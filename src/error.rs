//! Public error taxonomy for a download run.

use std::path::PathBuf;

/// Error returned by [`crate::driver::download`] and the components it composes.
#[derive(Debug, thiserror::Error)]
pub enum DownloadError {
    /// The HEAD probe failed, or succeeded without a usable `Content-Length`.
    #[error("failed to fetch metadata for {url}: {reason}")]
    Metadata { url: String, reason: String },

    /// A GET response did not satisfy a range request that was required.
    #[error("origin at {url} does not honour range requests")]
    RangeUnsupported { url: String },

    /// A request exhausted its retry budget.
    #[error("transport error: {0}")]
    Transport(#[from] curl::Error),

    /// A request exhausted its retry budget with a non-2xx HTTP status (not a
    /// curl-level transport failure).
    #[error("HTTP {status} from {url}")]
    Http { url: String, status: u32 },

    /// A chunk file was shorter than its declared segment during merge.
    #[error("chunk file {path} is shorter than expected: got {actual}, want {expected}")]
    Integrity {
        path: PathBuf,
        expected: u64,
        actual: u64,
    },

    /// The caller requested cancellation.
    #[error("download cancelled")]
    Cancelled,

    /// A filesystem operation failed.
    #[error("filesystem error at {path}: {source}")]
    Filesystem {
        path: PathBuf,
        #[source]
        source: std::io::Error,
    },
}

impl DownloadError {
    pub(crate) fn fs(path: impl Into<PathBuf>, source: std::io::Error) -> Self {
        DownloadError::Filesystem {
            path: path.into(),
            source,
        }
    }
}
//! Top-level orchestration: probe, resume, dispatch workers, merge.

use std::collections::HashMap;
use std::fs::{self, OpenOptions};
use std::path::PathBuf;
use std::sync::Arc;
use std::time::Duration;

use tracing::{info, warn};

use crate::chunk;
use crate::config::DownloadConfig;
use crate::coordinator::DownloadCoordinator;
use crate::error::DownloadError;
use crate::merge;
use crate::pool::WorkerPool;
use crate::resume_meta::ResumeMeta;
use crate::retry::RetryPolicy;

/// Per-call inputs to [`download`]; `cfg` supplies everything else
/// (concurrency, retry, timeouts).
pub struct DownloadOptions {
    pub url: String,
    pub buffer_path: PathBuf,
    pub headers: HashMap<String, String>,
    pub cookie_header: Option<String>,
}

/// Downloads `opts.url` into `opts.buffer_path`, returning the path of the
/// merged target file. Idempotent: if the target already exists, returns
/// immediately without issuing any HTTP requests.
pub fn download(opts: DownloadOptions, cfg: &DownloadConfig) -> Result<PathBuf, DownloadError> {
    let hash = chunk::sha256_str(&opts.url);
    let ext = chunk::ext_from_url(&opts.url);
    let target_path = opts.buffer_path.join(chunk::target_file_name(&hash, &ext));
    if target_path.exists() {
        return Ok(target_path);
    }

    fs::create_dir_all(&opts.buffer_path).map_err(|e| DownloadError::fs(&opts.buffer_path, e))?;

    let policy = RetryPolicy::new(cfg.retry_times, Duration::from_secs_f64(cfg.retry_sleep));
    let connect_timeout = Duration::from_secs(cfg.connect_timeout_secs);
    let total_timeout = Duration::from_secs(cfg.total_timeout_secs);

    let coordinator = DownloadCoordinator::new(
        opts.url.clone(),
        opts.buffer_path.clone(),
        opts.headers,
        opts.cookie_header,
        cfg.min_task_length,
        &policy,
        connect_timeout,
        total_timeout,
    )?;

    let stale = match ResumeMeta::load(&opts.buffer_path, &coordinator.hash, &coordinator.ext)? {
        Some(prev) => !prev.matches(coordinator.content_length, &coordinator.etag),
        None => false,
    };
    if stale {
        warn!(url = %opts.url, "resource changed since last run; discarding stale chunk buffer");
        discard_stale_chunks(&opts.buffer_path, &coordinator.hash, &coordinator.ext)?;
    }
    ResumeMeta::new(coordinator.content_length, coordinator.etag.clone())
        .save(&opts.buffer_path, &coordinator.hash, &coordinator.ext)?;

    coordinator.load_buffer()?;

    let coordinator = Arc::new(coordinator);
    let worker_coordinator = Arc::clone(&coordinator);
    let n = cfg.threads_count.max(1);
    let chunk_size = cfg.chunk_size;

    let mut pool: WorkerPool<()> = WorkerPool::spawn(n, move |_worker_id, _sender| {
        worker_loop(&worker_coordinator, chunk_size, &policy, connect_timeout, total_timeout)
    });

    let mut first_error: Option<DownloadError> = None;
    while let Some(ev) = pool.recv() {
        if let crate::pool::PoolEvent::WorkerDone(Some(e)) = ev {
            if first_error.is_none() {
                coordinator.stop_tasks();
                first_error = Some(e);
            }
        }
    }
    pool.join();
    if let Some(e) = first_error {
        return Err(e);
    }

    let offsets = coordinator.offsets();
    let content_length = coordinator.content_length;
    let chunk_path_for = |offset: u64| coordinator.chunk_path(offset);

    match merge::merge_chunks(&offsets, content_length, &target_path, chunk_path_for) {
        Ok(consumed) => {
            if !consumed {
                merge::remove_chunks(&offsets, chunk_path_for);
            }
        }
        Err(e) => {
            let _ = fs::remove_file(&target_path);
            return Err(e);
        }
    }

    let _ = ResumeMeta::remove(&opts.buffer_path, &coordinator.hash, &coordinator.ext);
    info!(url = %opts.url, target = %target_path.display(), "download complete");
    Ok(target_path)
}

/// One worker's loop: pull a task, run it to completion, repeat until the
/// coordinator has no more work or the task reports `Stopped`.
fn worker_loop(
    coordinator: &DownloadCoordinator,
    chunk_size: usize,
    policy: &RetryPolicy,
    connect_timeout: Duration,
    total_timeout: Duration,
) -> Result<(), DownloadError> {
    loop {
        let task = match coordinator.next_task() {
            Some(t) => t,
            None => return Ok(()),
        };
        let chunk_path = coordinator.chunk_path(task.start());
        let file = OpenOptions::new()
            .create(true)
            .append(true)
            .open(&chunk_path)
            .map_err(|e| DownloadError::fs(&chunk_path, e))?;

        let result = task.run(&file, &chunk_path, chunk_size, policy, connect_timeout, total_timeout, |written| {
            coordinator.on_task_finished(task.start(), written);
        });

        match result {
            Ok(_) => {
                if task.is_stopped() {
                    return Ok(());
                }
            }
            Err(DownloadError::RangeUnsupported { .. }) => {
                coordinator.promote_to_full_file()?;
            }
            Err(e) => return Err(e),
        }
    }
}

/// Removes every chunk file under `buffer_path` belonging to `(hash, ext)`.
fn discard_stale_chunks(buffer_path: &std::path::Path, hash: &str, ext: &str) -> Result<(), DownloadError> {
    for entry in fs::read_dir(buffer_path).map_err(|e| DownloadError::fs(buffer_path, e))? {
        let entry = entry.map_err(|e| DownloadError::fs(buffer_path, e))?;
        let name = entry.file_name();
        let Some(name) = name.to_str() else { continue };
        if chunk::parse_chunk_file_name(name, hash, ext).is_some() {
            let _ = fs::remove_file(entry.path());
        }
    }
    Ok(())
}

######

Task statement = Write out the whole listing again, keeping every character as it is.

Response for this exercise =
filename src/error.rs
//! Public error taxonomy for a download run.

use std::path::PathBuf;

/// Error returned by [`crate::driver::download`] and the components it composes.
#[derive(Debug, thiserror::Error)]
pub enum DownloadError {
    /// The HEAD probe failed, or succeeded without a usable `Content-Length`.
    #[error("failed to fetch metadata for {url}: {reason}")]
    Metadata { url: String, reason: String },

    /// A GET response did not satisfy a range request that was required.
    #[error("origin at {url} does not honour range requests")]
    RangeUnsupported { url: String },

    /// A request exhausted its retry budget.
    #[error("transport error: {0}")]
    Transport(#[from] curl::Error),

    /// A request exhausted its retry budget with a non-2xx HTTP status (not a
    /// curl-level transport failure).
    #[error("HTTP {status} from {url}")]
    Http { url: String, status: u32 },

    /// A chunk file was shorter than its declared segment during merge.
    #[error("chunk file {path} is shorter than expected: got {actual}, want {expected}")]
    Integrity {
        path: PathBuf,
        expected: u64,
        actual: u64,
    },

    /// The caller requested cancellation.
    #[error("download cancelled")]
    Cancelled,

    /// A filesystem operation failed.
    #[error("filesystem error at {path}: {source}")]
    Filesystem {
        path: PathBuf,
        #[source]
        source: std::io::Error,
    },
}

impl DownloadError {
    pub(crate) fn fs(path: impl Into<PathBuf>, source: std::io::Error) -> Self {
        DownloadError::Filesystem {
            path: path.into(),
            source,
        }
    }
}
//! Top-level orchestration: probe, resume, dispatch workers, merge.

use std::collections::HashMap;
use std::fs::{self, OpenOptions};
use std::path::PathBuf;
use std::sync::Arc;
use std::time::Duration;

use tracing::{info, warn};

use crate::chunk;
use crate::config::DownloadConfig;
use crate::coordinator::DownloadCoordinator;
use crate::error::DownloadError;
use crate::merge;
use crate::pool::WorkerPool;
use crate::resume_meta::ResumeMeta;
use crate::retry::RetryPolicy;

/// Per-call inputs to [`download`]; `cfg` supplies everything else
/// (concurrency, retry, timeouts).
pub struct DownloadOptions {
    pub url: String,
    pub buffer_path: PathBuf,
    pub headers: HashMap<String, String>,
    pub cookie_header: Option<String>,
}

/// Downloads `opts.url` into `opts.buffer_path`, returning the path of the
/// merged target file. Idempotent: if the target already exists, returns
/// immediately without issuing any HTTP requests.
pub fn download(opts: DownloadOptions, cfg: &DownloadConfig) -> Result<PathBuf, DownloadError> {
    let hash = chunk::sha256_str(&opts.url);
    let ext = chunk::ext_from_url(&opts.url);
    let target_path = opts.buffer_path.join(chunk::target_file_name(&hash, &ext));
    if target_path.exists() {
        return Ok(target_path);
    }

    fs::create_dir_all(&opts.buffer_path).map_err(|e| DownloadError::fs(&opts.buffer_path, e))?;

    let policy = RetryPolicy::new(cfg.retry_times, Duration::from_secs_f64(cfg.retry_sleep));
    let connect_timeout = Duration::from_secs(cfg.connect_timeout_secs);
    let total_timeout = Duration::from_secs(cfg.total_timeout_secs);

    let coordinator = DownloadCoordinator::new(
        opts.url.clone(),
        opts.buffer_path.clone(),
        opts.headers,
        opts.cookie_header,
        cfg.min_task_length,
        &policy,
        connect_timeout,
        total_timeout,
    )?;

    let stale = match ResumeMeta::load(&opts.buffer_path, &coordinator.hash, &coordinator.ext)? {
        Some(prev) => !prev.matches(coordinator.content_length, &coordinator.etag),
        None => false,
    };
    if stale {
        warn!(url = %opts.url, "resource changed since last run; discarding stale chunk buffer");
        discard_stale_chunks(&opts.buffer_path, &coordinator.hash, &coordinator.ext)?;
    }
    ResumeMeta::new(coordinator.content_length, coordinator.etag.clone())
        .save(&opts.buffer_path, &coordinator.hash, &coordinator.ext)?;

    coordinator.load_buffer()?;

    let coordinator = Arc::new(coordinator);
    let worker_coordinator = Arc::clone(&coordinator);
    let n = cfg.threads_count.max(1);
    let chunk_size = cfg.chunk_size;

    let mut pool: WorkerPool<()> = WorkerPool::spawn(n, move |_worker_id, _sender| {
        worker_loop(&worker_coordinator, chunk_size, &policy, connect_timeout, total_timeout)
    });

    let mut first_error: Option<DownloadError> = None;
    while let Some(ev) = pool.recv() {
        if let crate::pool::PoolEvent::WorkerDone(Some(e)) = ev {
            if first_error.is_none() {
                coordinator.stop_tasks();
                first_error = Some(e);
            }
        }
    }
    pool.join();
    if let Some(e) = first_error {
        return Err(e);
    }

    let offsets = coordinator.offsets();
    let content_length = coordinator.content_length;
    let chunk_path_for = |offset: u64| coordinator.chunk_path(offset);

    match merge::merge_chunks(&offsets, content_length, &target_path, chunk_path_for) {
        Ok(consumed) => {
            if !consumed {
                merge::remove_chunks(&offsets, chunk_path_for);
            }
        }
        Err(e) => {
            let _ = fs::remove_file(&target_path);
            return Err(e);
        }
    }

    let _ = ResumeMeta::remove(&opts.buffer_path, &coordinator.hash, &coordinator.ext);
    info!(url = %opts.url, target = %target_path.display(), "download complete");
    Ok(target_path)
}

/// One worker's loop: pull a task, run it to completion, repeat until the
/// coordinator has no more work or the task reports `Stopped`.
fn worker_loop(
    coordinator: &DownloadCoordinator,
    chunk_size: usize,
    policy: &RetryPolicy,
    connect_timeout: Duration,
    total_timeout: Duration,
) -> Result<(), DownloadError> {
    loop {
        let task = match coordinator.next_task() {
            Some(t) => t,
            None => return Ok(()),
        };
        let chunk_path = coordinator.chunk_path(task.start());
        let file = OpenOptions::new()
            .create(true)
            .append(true)
            .open(&chunk_path)
            .map_err(|e| DownloadError::fs(&chunk_path, e))?;

        let result = task.run(&file, &chunk_path, chunk_size, policy, connect_timeout, total_timeout, |written| {
            coordinator.on_task_finished(task.start(), written);
        });

        match result {
            Ok(_) => {
                if task.is_stopped() {
                    return Ok(());
                }
            }
            Err(DownloadError::RangeUnsupported { .. }) => {
                coordinator.promote_to_full_file()?;
            }
            Err(e) => return Err(e),
        }
    }
}

/// Removes every chunk file under `buffer_path` belonging to `(hash, ext)`.
fn discard_stale_chunks(buffer_path: &std::path::Path, hash: &str, ext: &str) -> Result<(), DownloadError> {
    for entry in fs::read_dir(buffer_path).map_err(|e| DownloadError::fs(buffer_path, e))? {
        let entry = entry.map_err(|e| DownloadError::fs(buffer_path, e))?;
        let name = entry.file_name();
        let Some(name) = name.to_str() else { continue };
        if chunk::parse_chunk_file_name(name, hash, ext).is_some() {
            let _ = fs::remove_file(entry.path());
        }
    }
    Ok(())
}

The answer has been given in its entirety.